My work in Adventist publishing has allowed me to walk with many of our church’s most gifted authors.

Twenty summers ago Adventist Review editor William G. Johnsson welcomed me to a summer internship at the Adventist world headquarters. Bill was most of all a father figure—more interested in me than my work. But the guy could also write—prolifically. Articles and books flew off his yellow notepad in a single draft—his prose crisp like Mark, rich like Hebrews.

One afternoon Bill suggested I walk over and meet the young associate editor of Liberty, Clifford Goldstein, a Jewish novelist turned Adventist apologist. “I think you’ll find Cliff quite interesting,” Bill said, smiling.

Edging around the corner of Goldstein’s office door, I was greeted with a worn pair of propped-up shoes and a hand raking through wavy black hair.

“Oh, you’re interning with Bill Johnsson?” Cliff said, impressed. Then he quickly switched subjects. “Here,” he said, “tell me what’s wrong with this.” Groaning the whole time, Cliff (who’d just authored Day of the Dragon) read me the awkward opening sentence of another book about last-day events.
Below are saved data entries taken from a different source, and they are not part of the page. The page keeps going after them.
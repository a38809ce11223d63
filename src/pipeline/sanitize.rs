//! Input sanitization stage.
//!
//! Strips operator-injection style keys (leading `$`, embedded `.`) from
//! the parsed JSON body and from query parameters, before anything
//! downstream can interpret them.

use axum::{extract::Request, middleware::Next, response::Response};
use serde_json::Value;
use url::form_urlencoded;

use crate::pipeline::{body, probe, set_query, Stage};

/// Middleware function removing injection-style keys.
pub async fn strip(mut request: Request, next: Next) -> Response {
    probe::mark(&request, Stage::Sanitize);

    let parsed = request
        .extensions()
        .get::<body::JsonBody>()
        .map(|body| body.0.clone());
    if let Some(mut value) = parsed {
        if sanitize_value(&mut value) {
            body::rewrite_json_body(&mut request, value);
        }
    }

    let rewritten = request
        .uri()
        .query()
        .map(|query| (query.to_string(), sanitize_query(query)));
    if let Some((original, cleaned)) = rewritten {
        if cleaned != original {
            set_query(&mut request, &cleaned);
        }
    }

    next.run(request).await
}

/// Remove injection-style keys from `value`, recursively. Returns whether
/// anything changed.
pub fn sanitize_value(value: &mut Value) -> bool {
    match value {
        Value::Object(map) => {
            let rejected: Vec<String> = map
                .keys()
                .filter(|key| is_injection_key(key))
                .cloned()
                .collect();
            let mut changed = !rejected.is_empty();
            for key in rejected {
                map.remove(&key);
            }
            for nested in map.values_mut() {
                changed |= sanitize_value(nested);
            }
            changed
        }
        Value::Array(items) => {
            let mut changed = false;
            for item in items {
                changed |= sanitize_value(item);
            }
            changed
        }
        _ => false,
    }
}

/// Drop injection-style keys from a query string.
pub fn sanitize_query(query: &str) -> String {
    let pairs: Vec<(String, String)> = form_urlencoded::parse(query.as_bytes())
        .into_owned()
        .filter(|(key, _)| !is_injection_key(key))
        .collect();
    form_urlencoded::Serializer::new(String::new())
        .extend_pairs(pairs)
        .finish()
}

fn is_injection_key(key: &str) -> bool {
    key.starts_with('$') || key.contains('.')
}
Nervously I identified its problems, passing the test.

Cliff worked at Liberty under Roland Hegstad, whose strength was his surgeon-like editing. “I took a continual beating under Roland for 10 years,” Cliff once told me, “but I didn’t mind because I knew he was making me better.”
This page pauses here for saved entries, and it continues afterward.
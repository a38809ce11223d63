//! Centralized error handling.
//!
//! # Responsibilities
//! - Define the error type stages and handlers surface
//! - Run as the terminal pipeline stage: everything that failed upstream is
//!   shaped here, exactly once, by the injected [`ErrorHandler`]
//! - Record per-request metrics (single point that sees the final status)
//!
//! # Design Decisions
//! - Stages attach an [`ApiError`] to the response they short-circuit with;
//!   the boundary turns that into the client-facing representation
//! - Response shaping is a collaborator seam: the pipeline decides *that* a
//!   request failed, the handler decides what the client sees
//! - Headers already stamped upstream (security set, rate-limit state) are
//!   preserved through shaping

use std::sync::Arc;
use std::time::Instant;

use axum::{
    body::Body,
    extract::{Request, State},
    http::{header, HeaderValue, Method, StatusCode, Uri},
    middleware::Next,
    response::{IntoResponse, Response},
};
use serde::Serialize;

/// Error surfaced by a pipeline stage or a mounted handler.
#[derive(Debug, Clone, thiserror::Error)]
pub enum ApiError {
    #[error("malformed JSON body: {0}")]
    MalformedBody(String),

    #[error("request body exceeds {limit} bytes")]
    PayloadTooLarge { limit: usize },

    #[error("malformed multipart payload: {0}")]
    MalformedUpload(String),

    #[error("resource not found")]
    NotFound,

    #[error("{0}")]
    Internal(String),
}

impl ApiError {
    pub fn status(&self) -> StatusCode {
        match self {
            Self::MalformedBody(_) | Self::MalformedUpload(_) => StatusCode::BAD_REQUEST,
            Self::PayloadTooLarge { .. } => StatusCode::PAYLOAD_TOO_LARGE,
            Self::NotFound => StatusCode::NOT_FOUND,
            Self::Internal(_) => StatusCode::INTERNAL_SERVER_ERROR,
        }
    }
}

impl IntoResponse for ApiError {
    /// Attach the error to a bare response; the terminal stage shapes it.
    fn into_response(self) -> Response {
        let mut response = Response::new(Body::empty());
        *response.status_mut() = self.status();
        response.extensions_mut().insert(self);
        response
    }
}

/// Request metadata handed to the shaping collaborator.
#[derive(Debug, Clone)]
pub struct RequestMeta {
    pub method: Method,
    pub uri: Uri,
}

/// Response shaping collaborator.
///
/// Receives the surfaced error, the request metadata, and the response as
/// it left the chain. What the client ultimately sees is this policy's
/// decision alone.
pub trait ErrorHandler: Send + Sync {
    fn handle(&self, error: &ApiError, request: &RequestMeta, response: Response) -> Response;
}

/// Default shaper: JSON envelope, upstream headers preserved.
#[derive(Debug, Clone, Copy, Default)]
pub struct JsonErrorHandler;

/// Wire shape of the default envelope.
#[derive(Debug, Serialize)]
struct ErrorEnvelope {
    success: bool,
    error: String,
}

impl ErrorHandler for JsonErrorHandler {
    fn handle(&self, error: &ApiError, _request: &RequestMeta, response: Response) -> Response {
        let (mut parts, _) = response.into_parts();
        parts.status = error.status();
        parts.headers.remove(header::CONTENT_LENGTH);
        parts.headers.insert(
            header::CONTENT_TYPE,
            HeaderValue::from_static("application/json"),
        );

        let envelope = ErrorEnvelope {
            success: false,
            error: error.to_string(),
        };
        // Serializing a string-valued struct cannot fail.
        let body = serde_json::to_vec(&envelope).unwrap_or_default();
        Response::from_parts(parts, Body::from(body))
    }
}

/// Terminal pipeline stage.
///
/// Outermost layer: lets the whole chain run, then hands any surfaced
/// error to the collaborator and records request metrics.
pub async fn error_boundary(
    State(handler): State<Arc<dyn ErrorHandler>>,
    request: Request,
    next: Next,
) -> Response {
    let meta = RequestMeta {
        method: request.method().clone(),
        uri: request.uri().clone(),
    };
    let started = Instant::now();

    let mut response = next.run(request).await;

    if let Some(error) = response.extensions_mut().remove::<ApiError>() {
        tracing::debug!(
            method = %meta.method,
            path = %meta.uri.path(),
            error = %error,
            "Request failed"
        );
        response = handler.handle(&error, &meta, response);
    }

    crate::observability::metrics::record_request(
        meta.method.as_str(),
        response.status().as_u16(),
        started,
    );
    response
}

#[cfg(test)]
mod tests {
    use super::*;

    #[test]
    fn status_mapping() {
        assert_eq!(
            ApiError::MalformedBody("x".into()).status(),
            StatusCode::BAD_REQUEST
        );
        assert_eq!(
            ApiError::PayloadTooLarge { limit: 1 }.status(),
            StatusCode::PAYLOAD_TOO_LARGE
        );
        assert_eq!(ApiError::NotFound.status(), StatusCode::NOT_FOUND);
        assert_eq!(
            ApiError::Internal("x".into()).status(),
            StatusCode::INTERNAL_SERVER_ERROR
        );
    }

    #[test]
    fn shaper_preserves_upstream_headers() {
        let mut response = Response::new(Body::empty());
        response
            .headers_mut()
            .insert("x-frame-options", HeaderValue::from_static("SAMEORIGIN"));

        let meta = RequestMeta {
            method: Method::GET,
            uri: Uri::from_static("/api/v1/bootcamps"),
        };
        let shaped = JsonErrorHandler.handle(&ApiError::NotFound, &meta, response);

        assert_eq!(shaped.status(), StatusCode::NOT_FOUND);
        assert_eq!(
            shaped.headers().get("x-frame-options").unwrap(),
            "SAMEORIGIN"
        );
        assert_eq!(
            shaped.headers().get(header::CONTENT_TYPE).unwrap(),
            "application/json"
        );
    }
}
Later that summer I visited Insight magazine, where Chris Blake sat looking haggard. “I’m done,” he said, sighing. After eight award-winning years and approximately 400 weekly deadlines, he’d hit the wall. A convert to Adventism, like Bill and Cliff, Chris moved on to Union College and wrote the best-selling Searching for a God to Love.
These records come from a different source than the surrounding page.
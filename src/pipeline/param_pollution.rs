//! Duplicate query parameter collapsing stage.
//!
//! A polluted query like `?role=admin&role=user` reaches handlers as a
//! single value per key. The last occurrence wins; key order follows first
//! appearance. Keys on the whitelist keep every occurrence (some handlers
//! legitimately accept repeats).

use std::collections::HashMap;

use axum::{extract::Request, middleware::Next, response::Response};
use url::form_urlencoded;

use crate::pipeline::{probe, set_query, Stage};

/// Middleware function collapsing duplicate query keys.
pub async fn collapse(mut request: Request, next: Next) -> Response {
    probe::mark(&request, Stage::ParamPollution);

    let rewritten = request
        .uri()
        .query()
        .map(|query| (query.to_string(), collapse_query(query, &[])));
    if let Some((original, collapsed)) = rewritten {
        if collapsed != original {
            set_query(&mut request, &collapsed);
        }
    }

    next.run(request).await
}

/// Collapse duplicate keys in a query string, keeping the last value.
pub fn collapse_query(query: &str, whitelist: &[&str]) -> String {
    let pairs: Vec<(String, String)> = form_urlencoded::parse(query.as_bytes())
        .into_owned()
        .collect();

    let mut last_value: HashMap<&str, &str> = HashMap::new();
    for (key, value) in &pairs {
        last_value.insert(key.as_str(), value.as_str());
    }

    let mut emitted: Vec<&str> = Vec::new();
    let mut serializer = form_urlencoded::Serializer::new(String::new());
    for (key, value) in &pairs {
        if whitelist.contains(&key.as_str()) {
            serializer.append_pair(key, value);
        } else if !emitted.contains(&key.as_str()) {
            emitted.push(key);
            serializer.append_pair(key, last_value[key.as_str()]);
        }
    }
    serializer.finish()
}

#[cfg(test)]
mod tests {
    use super::*;

    #[test]
    fn last_occurrence_wins() {
        assert_eq!(
            collapse_query("role=admin&role=user", &[]),
            "role=user".to_string()
        );
    }

    #[test]
    fn first_seen_key_order_preserved() {
        assert_eq!(
            collapse_query("a=1&b=2&a=3", &[]),
            "a=3&b=2".to_string()
        );
    }

    #[test]
    fn whitelisted_keys_keep_all_occurrences() {
        assert_eq!(
            collapse_query("tag=x&tag=y&role=a&role=b", &["tag"]),
            "tag=x&tag=y&role=b".to_string()
        );
    }

    #[test]
    fn singleton_keys_untouched() {
        assert_eq!(collapse_query("select=name", &[]), "select=name".to_string());
    }
}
And that was just one summer. Through the years I’d be privileged to work with a notebook full of gifted Adventist authors who, by God’s grace, create beauty and change lives with 26 letters and 12 forms of punctuation.

But of all the Adventist authors I’ve known and read—and I know they’d agree with me here—one stands far above the rest: a girl with a third-grade education, with nineteenth-century limitations, yet with the incredible designation of being the most translated American author in history.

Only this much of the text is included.